Task to carry out =>
Search the entries for the word "concatenation" and pull out each line that has it.

[Saved data entries]
•••
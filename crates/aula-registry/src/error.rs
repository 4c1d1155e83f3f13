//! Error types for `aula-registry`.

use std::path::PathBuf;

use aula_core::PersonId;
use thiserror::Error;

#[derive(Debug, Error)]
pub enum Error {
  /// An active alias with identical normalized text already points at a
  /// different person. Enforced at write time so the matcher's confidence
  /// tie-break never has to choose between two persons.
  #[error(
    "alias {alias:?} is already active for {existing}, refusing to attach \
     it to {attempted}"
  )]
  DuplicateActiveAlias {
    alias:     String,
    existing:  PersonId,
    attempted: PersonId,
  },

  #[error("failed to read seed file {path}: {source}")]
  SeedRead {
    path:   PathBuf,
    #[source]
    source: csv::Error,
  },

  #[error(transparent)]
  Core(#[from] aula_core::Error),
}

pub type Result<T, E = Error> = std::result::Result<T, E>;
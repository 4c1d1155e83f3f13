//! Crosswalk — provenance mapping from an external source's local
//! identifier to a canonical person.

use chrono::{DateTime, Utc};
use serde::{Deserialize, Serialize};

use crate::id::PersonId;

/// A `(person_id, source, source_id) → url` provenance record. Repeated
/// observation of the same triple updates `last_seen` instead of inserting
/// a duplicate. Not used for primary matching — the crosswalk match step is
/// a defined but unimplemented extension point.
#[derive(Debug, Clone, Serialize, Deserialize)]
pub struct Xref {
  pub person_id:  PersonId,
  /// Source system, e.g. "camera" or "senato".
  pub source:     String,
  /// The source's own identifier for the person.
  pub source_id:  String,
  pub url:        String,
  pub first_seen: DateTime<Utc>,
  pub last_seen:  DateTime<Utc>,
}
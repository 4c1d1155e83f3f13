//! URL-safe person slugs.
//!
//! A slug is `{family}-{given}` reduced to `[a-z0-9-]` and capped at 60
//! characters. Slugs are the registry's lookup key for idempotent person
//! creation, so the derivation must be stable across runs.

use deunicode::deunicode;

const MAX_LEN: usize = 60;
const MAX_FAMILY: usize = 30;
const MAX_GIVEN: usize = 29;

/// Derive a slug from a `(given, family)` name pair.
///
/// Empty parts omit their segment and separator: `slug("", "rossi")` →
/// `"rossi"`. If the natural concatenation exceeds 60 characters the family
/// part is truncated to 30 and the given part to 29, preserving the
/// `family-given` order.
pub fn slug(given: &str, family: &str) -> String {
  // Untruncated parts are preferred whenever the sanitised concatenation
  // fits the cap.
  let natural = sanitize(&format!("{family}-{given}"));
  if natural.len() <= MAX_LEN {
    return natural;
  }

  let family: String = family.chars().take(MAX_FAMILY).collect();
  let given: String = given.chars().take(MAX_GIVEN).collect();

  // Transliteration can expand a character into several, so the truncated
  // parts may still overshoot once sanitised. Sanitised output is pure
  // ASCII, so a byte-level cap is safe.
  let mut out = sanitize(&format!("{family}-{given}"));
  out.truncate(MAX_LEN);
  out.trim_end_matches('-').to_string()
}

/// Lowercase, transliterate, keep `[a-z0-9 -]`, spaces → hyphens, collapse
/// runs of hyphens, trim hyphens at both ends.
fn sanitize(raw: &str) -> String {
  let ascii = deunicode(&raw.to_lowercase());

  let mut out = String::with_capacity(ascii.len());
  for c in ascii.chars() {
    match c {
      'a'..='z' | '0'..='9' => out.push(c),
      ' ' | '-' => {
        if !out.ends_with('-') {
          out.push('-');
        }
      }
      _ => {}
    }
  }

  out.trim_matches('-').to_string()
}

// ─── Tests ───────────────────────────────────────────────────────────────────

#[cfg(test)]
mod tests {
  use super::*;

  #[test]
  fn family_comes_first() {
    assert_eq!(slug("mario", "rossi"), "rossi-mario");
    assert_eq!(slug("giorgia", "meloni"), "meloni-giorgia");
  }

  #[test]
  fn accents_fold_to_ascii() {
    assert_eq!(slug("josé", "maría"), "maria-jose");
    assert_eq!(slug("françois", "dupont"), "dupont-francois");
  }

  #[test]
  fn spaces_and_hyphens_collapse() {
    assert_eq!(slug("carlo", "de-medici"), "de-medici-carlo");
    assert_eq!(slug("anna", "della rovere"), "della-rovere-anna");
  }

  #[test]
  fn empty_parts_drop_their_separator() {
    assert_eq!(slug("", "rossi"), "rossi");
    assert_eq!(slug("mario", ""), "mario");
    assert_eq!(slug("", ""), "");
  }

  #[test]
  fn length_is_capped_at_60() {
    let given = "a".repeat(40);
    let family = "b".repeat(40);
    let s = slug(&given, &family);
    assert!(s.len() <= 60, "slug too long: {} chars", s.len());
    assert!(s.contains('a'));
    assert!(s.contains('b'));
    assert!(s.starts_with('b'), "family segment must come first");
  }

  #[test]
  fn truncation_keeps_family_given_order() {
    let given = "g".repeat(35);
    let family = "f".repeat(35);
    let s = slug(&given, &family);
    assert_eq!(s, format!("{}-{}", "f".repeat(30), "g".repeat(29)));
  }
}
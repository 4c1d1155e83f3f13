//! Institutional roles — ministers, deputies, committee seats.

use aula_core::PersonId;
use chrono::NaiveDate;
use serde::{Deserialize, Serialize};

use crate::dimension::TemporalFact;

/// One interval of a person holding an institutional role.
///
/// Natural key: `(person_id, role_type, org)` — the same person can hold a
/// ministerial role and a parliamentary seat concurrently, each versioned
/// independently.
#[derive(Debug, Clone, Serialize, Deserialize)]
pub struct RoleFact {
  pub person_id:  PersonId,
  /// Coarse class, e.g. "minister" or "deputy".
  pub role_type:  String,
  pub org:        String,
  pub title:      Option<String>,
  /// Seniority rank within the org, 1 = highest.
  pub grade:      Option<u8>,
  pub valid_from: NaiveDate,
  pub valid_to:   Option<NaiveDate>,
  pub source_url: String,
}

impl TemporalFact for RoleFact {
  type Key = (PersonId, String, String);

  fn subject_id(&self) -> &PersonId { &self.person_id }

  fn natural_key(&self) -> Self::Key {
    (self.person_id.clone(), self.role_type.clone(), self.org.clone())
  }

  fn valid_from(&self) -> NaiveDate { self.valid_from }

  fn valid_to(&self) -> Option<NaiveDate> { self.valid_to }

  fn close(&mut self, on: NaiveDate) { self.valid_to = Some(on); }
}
•••
Answer =>
/// `"rossi"`. If the natural concatenation exceeds 60 characters the family
  // Untruncated parts are preferred whenever the sanitised concatenation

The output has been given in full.